• **Data shown**:
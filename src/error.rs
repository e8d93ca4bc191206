//! Error types for the PyPI MCP Server
//!
//! This module defines the error hierarchy for all operations in the server,
//! and the stable error codes reported to MCP clients.

use serde::Serialize;
use thiserror::Error;

/// Main error type for the PyPI MCP Server
#[derive(Error, Debug)]
pub enum PypiMcpError {
    /// Upstream API errors (PyPI, pypistats, OSV)
    #[error("{0}")]
    Pypi(#[from] PypiError),

    /// Cache errors
    #[error("Cache error: {0}")]
    Cache(#[from] CacheError),

    /// Configuration errors
    #[error("Configuration error: {0}")]
    Config(#[from] ConfigError),

    /// Validation errors
    #[error("{0}")]
    Validation(#[from] ValidationError),

    /// MCP protocol errors
    #[error("MCP protocol error: {0}")]
    Mcp(#[from] McpError),

    /// I/O errors
    #[error("I/O error: {0}")]
    Io(#[from] std::io::Error),

    /// JSON serialization/deserialization errors
    #[error("JSON error: {0}")]
    Json(#[from] serde_json::Error),

    /// HTTP client errors
    #[error("HTTP error: {0}")]
    Http(#[from] reqwest::Error),
}

/// Upstream API errors
#[derive(Error, Debug)]
pub enum PypiError {
    #[error("Resource not found: {resource}")]
    NotFound { resource: String },

    #[error("Package '{name}' not found")]
    PackageNotFound { name: String },

    #[error("Rate limited: retry after {retry_after_secs} seconds")]
    RateLimited { retry_after_secs: u64 },

    #[error("Request failed: {message}")]
    RequestFailed { message: String },

    #[error("Failed to fetch {url} after {attempts} attempts: {message}")]
    RetriesExhausted {
        url: String,
        attempts: u32,
        message: String,
    },

    #[error("Unexpected response from {url}: {message}")]
    BadResponse { url: String, message: String },
}

/// Cache errors
#[derive(Error, Debug)]
pub enum CacheError {
    #[error("Invalid invalidation pattern '{pattern}': {message}")]
    InvalidPattern { pattern: String, message: String },

    #[error("Failed to write cache entry {path}: {message}")]
    WriteFailed { path: String, message: String },
}

/// Configuration errors
#[derive(Error, Debug)]
pub enum ConfigError {
    #[error("Failed to create cache directory: {path}")]
    DirCreationFailed { path: String },

    #[error("Unknown eviction strategy: {name} (expected lru, lfu or ttl)")]
    UnknownEvictionStrategy { name: String },
}

/// Validation errors
#[derive(Error, Debug)]
pub enum ValidationError {
    #[error("Invalid package name: {name}")]
    InvalidPackageName { name: String },

    #[error("Invalid version: {version}")]
    InvalidVersion { version: String },

    #[error("Invalid requirement '{requirement}': {message}")]
    InvalidRequirement { requirement: String, message: String },

    #[error("Invalid parameter: {name} - {message}")]
    InvalidParameter { name: String, message: String },

    #[error("File not found: {path}")]
    FileNotFound { path: String },

    #[error("File must be a .txt or .pip file: {path}")]
    UnsupportedFile { path: String },

    #[error("Permission denied when reading file: {path}")]
    PermissionDenied { path: String },
}

/// MCP protocol errors
#[derive(Error, Debug)]
pub enum McpError {
    #[error("Unknown tool: {name}")]
    UnknownTool { name: String },

    #[error("Unknown resource: {uri}")]
    UnknownResource { uri: String },

    #[error("Unknown prompt: {name}")]
    UnknownPrompt { name: String },

    #[error("Invalid arguments: {message}")]
    InvalidArguments { message: String },
}

/// Stable error codes reported in tool output
#[derive(Debug, Clone, Copy, PartialEq, Eq, Serialize)]
#[serde(rename_all = "snake_case")]
pub enum ErrorCode {
    NotFound,
    InvalidInput,
    NetworkError,
    ParseError,
    FileError,
    PermissionError,
    UnknownError,
}

impl ErrorCode {
    pub fn as_str(&self) -> &'static str {
        match self {
            ErrorCode::NotFound => "not_found",
            ErrorCode::InvalidInput => "invalid_input",
            ErrorCode::NetworkError => "network_error",
            ErrorCode::ParseError => "parse_error",
            ErrorCode::FileError => "file_error",
            ErrorCode::PermissionError => "permission_error",
            ErrorCode::UnknownError => "unknown_error",
        }
    }
}

impl PypiMcpError {
    /// Map the error to the code reported to MCP clients
    pub fn code(&self) -> ErrorCode {
        match self {
            PypiMcpError::Pypi(e) => match e {
                PypiError::NotFound { .. } | PypiError::PackageNotFound { .. } => {
                    ErrorCode::NotFound
                }
                PypiError::BadResponse { .. } => ErrorCode::ParseError,
                _ => ErrorCode::NetworkError,
            },
            PypiMcpError::Validation(e) => match e {
                ValidationError::FileNotFound { .. } => ErrorCode::FileError,
                ValidationError::PermissionDenied { .. } => ErrorCode::PermissionError,
                _ => ErrorCode::InvalidInput,
            },
            PypiMcpError::Mcp(_) | PypiMcpError::Config(_) => ErrorCode::InvalidInput,
            PypiMcpError::Json(_) => ErrorCode::ParseError,
            PypiMcpError::Http(_) => ErrorCode::NetworkError,
            PypiMcpError::Io(e) if e.kind() == std::io::ErrorKind::PermissionDenied => {
                ErrorCode::PermissionError
            }
            PypiMcpError::Io(_) => ErrorCode::FileError,
            PypiMcpError::Cache(_) => ErrorCode::UnknownError,
        }
    }

    /// True when the upstream resource does not exist
    pub fn is_not_found(&self) -> bool {
        self.code() == ErrorCode::NotFound
    }

    /// Render as the `{"error": {"code", "message"}}` object used in tool output
    pub fn to_json(&self) -> serde_json::Value {
        serde_json::json!({
            "error": {
                "code": self.code().as_str(),
                "message": self.to_string(),
            }
        })
    }
}

/// Result type alias for PyPI MCP operations
pub type Result<T> = std::result::Result<T, PypiMcpError>;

• **Work item**:
When you reply, retype each line exactly as it appears above.

• **Answer area**:
filename src/error.rs
repository e8d93ca4bc191206
//! Error types for the PyPI MCP Server
//!
//! This module defines the error hierarchy for all operations in the server,
//! and the stable error codes reported to MCP clients.

use serde::Serialize;
use thiserror::Error;

/// Main error type for the PyPI MCP Server
#[derive(Error, Debug)]
pub enum PypiMcpError {
    /// Upstream API errors (PyPI, pypistats, OSV)
    #[error("{0}")]
    Pypi(#[from] PypiError),

    /// Cache errors
    #[error("Cache error: {0}")]
    Cache(#[from] CacheError),

    /// Configuration errors
    #[error("Configuration error: {0}")]
    Config(#[from] ConfigError),

    /// Validation errors
    #[error("{0}")]
    Validation(#[from] ValidationError),

    /// MCP protocol errors
    #[error("MCP protocol error: {0}")]
    Mcp(#[from] McpError),

    /// I/O errors
    #[error("I/O error: {0}")]
    Io(#[from] std::io::Error),

    /// JSON serialization/deserialization errors
    #[error("JSON error: {0}")]
    Json(#[from] serde_json::Error),

    /// HTTP client errors
    #[error("HTTP error: {0}")]
    Http(#[from] reqwest::Error),
}

/// Upstream API errors
#[derive(Error, Debug)]
pub enum PypiError {
    #[error("Resource not found: {resource}")]
    NotFound { resource: String },

    #[error("Package '{name}' not found")]
    PackageNotFound { name: String },

    #[error("Rate limited: retry after {retry_after_secs} seconds")]
    RateLimited { retry_after_secs: u64 },

    #[error("Request failed: {message}")]
    RequestFailed { message: String },

    #[error("Failed to fetch {url} after {attempts} attempts: {message}")]
    RetriesExhausted {
        url: String,
        attempts: u32,
        message: String,
    },

    #[error("Unexpected response from {url}: {message}")]
    BadResponse { url: String, message: String },
}

/// Cache errors
#[derive(Error, Debug)]
pub enum CacheError {
    #[error("Invalid invalidation pattern '{pattern}': {message}")]
    InvalidPattern { pattern: String, message: String },

    #[error("Failed to write cache entry {path}: {message}")]
    WriteFailed { path: String, message: String },
}

/// Configuration errors
#[derive(Error, Debug)]
pub enum ConfigError {
    #[error("Failed to create cache directory: {path}")]
    DirCreationFailed { path: String },

    #[error("Unknown eviction strategy: {name} (expected lru, lfu or ttl)")]
    UnknownEvictionStrategy { name: String },
}

/// Validation errors
#[derive(Error, Debug)]
pub enum ValidationError {
    #[error("Invalid package name: {name}")]
    InvalidPackageName { name: String },

    #[error("Invalid version: {version}")]
    InvalidVersion { version: String },

    #[error("Invalid requirement '{requirement}': {message}")]
    InvalidRequirement { requirement: String, message: String },

    #[error("Invalid parameter: {name} - {message}")]
    InvalidParameter { name: String, message: String },

    #[error("File not found: {path}")]
    FileNotFound { path: String },

    #[error("File must be a .txt or .pip file: {path}")]
    UnsupportedFile { path: String },

    #[error("Permission denied when reading file: {path}")]
    PermissionDenied { path: String },
}

/// MCP protocol errors
#[derive(Error, Debug)]
pub enum McpError {
    #[error("Unknown tool: {name}")]
    UnknownTool { name: String },

    #[error("Unknown resource: {uri}")]
    UnknownResource { uri: String },

    #[error("Unknown prompt: {name}")]
    UnknownPrompt { name: String },

    #[error("Invalid arguments: {message}")]
    InvalidArguments { message: String },
}

/// Stable error codes reported in tool output
#[derive(Debug, Clone, Copy, PartialEq, Eq, Serialize)]
#[serde(rename_all = "snake_case")]
pub enum ErrorCode {
    NotFound,
    InvalidInput,
    NetworkError,
    ParseError,
    FileError,
    PermissionError,
    UnknownError,
}

impl ErrorCode {
    pub fn as_str(&self) -> &'static str {
        match self {
            ErrorCode::NotFound => "not_found",
            ErrorCode::InvalidInput => "invalid_input",
            ErrorCode::NetworkError => "network_error",
            ErrorCode::ParseError => "parse_error",
            ErrorCode::FileError => "file_error",
            ErrorCode::PermissionError => "permission_error",
            ErrorCode::UnknownError => "unknown_error",
        }
    }
}

impl PypiMcpError {
    /// Map the error to the code reported to MCP clients
    pub fn code(&self) -> ErrorCode {
        match self {
            PypiMcpError::Pypi(e) => match e {
                PypiError::NotFound { .. } | PypiError::PackageNotFound { .. } => {
                    ErrorCode::NotFound
                }
                PypiError::BadResponse { .. } => ErrorCode::ParseError,
                _ => ErrorCode::NetworkError,
            },
            PypiMcpError::Validation(e) => match e {
                ValidationError::FileNotFound { .. } => ErrorCode::FileError,
                ValidationError::PermissionDenied { .. } => ErrorCode::PermissionError,
                _ => ErrorCode::InvalidInput,
            },
            PypiMcpError::Mcp(_) | PypiMcpError::Config(_) => ErrorCode::InvalidInput,
            PypiMcpError::Json(_) => ErrorCode::ParseError,
            PypiMcpError::Http(_) => ErrorCode::NetworkError,
            PypiMcpError::Io(e) if e.kind() == std::io::ErrorKind::PermissionDenied => {
                ErrorCode::PermissionError
            }
            PypiMcpError::Io(_) => ErrorCode::FileError,
            PypiMcpError::Cache(_) => ErrorCode::UnknownError,
        }
    }

    /// True when the upstream resource does not exist
    pub fn is_not_found(&self) -> bool {
        self.code() == ErrorCode::NotFound
    }

    /// Render as the `{"error": {"code", "message"}}` object used in tool output
    pub fn to_json(&self) -> serde_json::Value {
        serde_json::json!({
            "error": {
                "code": self.code().as_str(),
                "message": self.to_string(),
            }
        })
    }
}

/// Result type alias for PyPI MCP operations
pub type Result<T> = std::result::Result<T, PypiMcpError>;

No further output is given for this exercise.